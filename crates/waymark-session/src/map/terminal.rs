//! An in-memory map for terminals and tests.

use std::fmt::Write as _;

use waymark_places::{LocationFeature, Position};

use super::{FitOptions, LngLatBounds, MapSurface, MarkerId};
use crate::error::MapError;

/// A marker placed on a [`TerminalMap`].
#[derive(Debug, Clone, PartialEq)]
pub struct TerminalMarker {
    /// Marker identity.
    pub id: MarkerId,
    /// Where it is.
    pub position: Position,
    /// Popup label.
    pub label: String,
}

/// A [`MapSurface`] that records state instead of drawing it.
#[derive(Debug, Default)]
pub struct TerminalMap {
    style_loaded: bool,
    released: bool,
    next_marker: u64,
    markers: Vec<TerminalMarker>,
    polygon_source: Vec<LocationFeature>,
    viewport: Option<(LngLatBounds, FitOptions)>,
    fit_count: usize,
    /// Markers still accepted before the next `add_marker` fails.
    marker_budget: Option<usize>,
}

impl TerminalMap {
    /// A map whose style is already loaded.
    pub fn new() -> Self {
        Self {
            style_loaded: true,
            ..Self::default()
        }
    }

    /// A map whose style is still loading.
    pub fn loading() -> Self {
        Self::default()
    }

    /// Marks the style as loaded.
    pub fn finish_loading(&mut self) {
        self.style_loaded = true;
    }

    /// Removes a marker behind the synchronizer's back, as a user closing
    /// it would.
    pub fn detach(&mut self, marker: MarkerId) {
        self.markers.retain(|m| m.id != marker);
    }

    /// Makes `add_marker` fail once after `count` more markers, as a lost
    /// rendering context would.
    pub fn fail_after_markers(&mut self, count: usize) {
        self.marker_budget = Some(count);
    }

    /// Markers in creation order.
    pub fn markers(&self) -> &[TerminalMarker] {
        &self.markers
    }

    /// Contents of the polygon source.
    pub fn polygon_source(&self) -> &[LocationFeature] {
        &self.polygon_source
    }

    /// The last fitted bounds.
    pub fn viewport(&self) -> Option<(LngLatBounds, FitOptions)> {
        self.viewport
    }

    /// How many times the viewport was fitted.
    pub fn fit_count(&self) -> usize {
        self.fit_count
    }

    /// Whether [`MapSurface::release`] was called.
    pub fn is_released(&self) -> bool {
        self.released
    }

    /// A short multi-line description of what the map shows.
    pub fn render(&self) -> String {
        let mut out = format!(
            "[map] {} marker(s), {} area(s)",
            self.markers.len(),
            self.polygon_source.len()
        );
        for marker in &self.markers {
            let _ = write!(
                out,
                "\n  • {} ({:.5}, {:.5})",
                marker.label, marker.position.lat, marker.position.lng
            );
        }
        for feature in &self.polygon_source {
            let _ = write!(out, "\n  ▢ {}", feature.name().unwrap_or(super::DEFAULT_LABEL));
        }
        if let Some((bounds, options)) = &self.viewport {
            let center = bounds.center();
            let _ = write!(
                out,
                "\n  viewport centred on ({:.5}, {:.5}), max zoom {}",
                center.lat, center.lng, options.max_zoom
            );
        }
        out
    }

    fn ensure_live(&self) -> Result<(), MapError> {
        if self.released {
            Err(MapError::Released)
        } else {
            Ok(())
        }
    }
}

impl MapSurface for TerminalMap {
    fn is_style_loaded(&self) -> bool {
        self.style_loaded
    }

    fn add_marker(&mut self, position: Position, label: &str) -> Result<MarkerId, MapError> {
        self.ensure_live()?;
        match self.marker_budget {
            Some(0) => {
                self.marker_budget = None;
                return Err(MapError::Surface("rendering context lost".into()));
            }
            Some(left) => self.marker_budget = Some(left - 1),
            None => {}
        }
        self.next_marker += 1;
        let id = MarkerId(self.next_marker);
        self.markers.push(TerminalMarker {
            id,
            position,
            label: label.to_owned(),
        });
        Ok(id)
    }

    fn remove_marker(&mut self, marker: MarkerId) -> Result<(), MapError> {
        self.ensure_live()?;
        let before = self.markers.len();
        self.markers.retain(|m| m.id != marker);
        if self.markers.len() == before {
            return Err(MapError::MarkerDetached(marker));
        }
        Ok(())
    }

    fn set_polygon_source(&mut self, features: &[LocationFeature]) -> Result<(), MapError> {
        self.ensure_live()?;
        self.polygon_source = features.to_vec();
        Ok(())
    }

    fn fit_bounds(&mut self, bounds: LngLatBounds, options: FitOptions) -> Result<(), MapError> {
        self.ensure_live()?;
        self.viewport = Some((bounds, options));
        self.fit_count += 1;
        Ok(())
    }

    fn release(&mut self) {
        self.markers.clear();
        self.polygon_source.clear();
        self.released = true;
    }
}
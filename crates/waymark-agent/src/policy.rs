//! The usage policy sent to the model as the first system message.
//!
//! The policy is advisory; [`crate::guard`] and the single-call rule in
//! [`crate::orchestrator`] enforce the parts of it that can be checked
//! mechanically.

/// Instructions prepended to every conversation.
pub const SYSTEM_POLICY: &str = "\
You are a friendly local hangout guide and location expert.
Assume Singapore unless the user explicitly names another place.
Keep answers short. Give concrete, specific recommendations first, then ask a clarifying question if needed.
Use at most ONE tool per turn.

WHAT THE SYSTEM CAN DO:
- Location search is NAME-BASED only.
- Searching a brand or place name (for example \"McDonald's\" or \"Starbucks\") returns every matching location in Singapore.
- Proximity searches (\"near X\", \"nearby\", \"around here\") are NOT supported.

GENERAL QUESTIONS AND RECOMMENDATIONS:
- Answer with text only, in about 100 words.
- Name specific restaurants, cafes, bars, malls or parks.
- Do NOT search the map for these.

search_location:
- Singapore only, unless the user specifies otherwise.
- Use it when the user gives a PLACE NAME or BRAND and wants to find it, locate it, see it on a map, get directions to it, or asks \"where is X\".
- Partial names work and may return several locations (for example \"McDonald's west region\").
- Never use it for food types (\"japanese food\", \"pizza\"), categories (\"cafes\", \"parks\"), general recommendations, or proximity queries.
- Take the place from the latest USER message only. Never search for places mentioned earlier in the conversation.

get_review_rating:
- Use it ONLY when the user explicitly asks about ratings or reviews. Do not infer review intent.
- Take the place from the latest USER message only. Never look up places mentioned earlier in the conversation.

When the user asks for something the system cannot do:
- Say so briefly.
- Offer text recommendations instead.
- Ask for a specific place or brand name if they want it on the map.

When unsure whether a tool applies, answer with text only.
";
+===+
◆ **TASK PROMPT**:
Each line in the listing above from the one containing "- Answer with text only, in about 100 words." through the one containing "- Never use" should be repeated exactly, and no other line.

◆ **OUTPUT OF THE TASK**:
- Answer with text only, in about 100 words.
- Name specific restaurants, cafes, bars, malls or parks.
- Do NOT search the map for these.

search_location:
- Singapore only, unless the user specifies otherwise.
- Use it when the user gives a PLACE NAME or BRAND and wants to find it, locate it, see it on a map, get directions to it, or asks \"where is X\".
- Partial names work and may return several locations (for example \"McDonald's west region\").
- Never use it for food types (\"japanese food\", \"pizza\"), categories (\"cafes\", \"parks\"), general recommendations, or proximity queries.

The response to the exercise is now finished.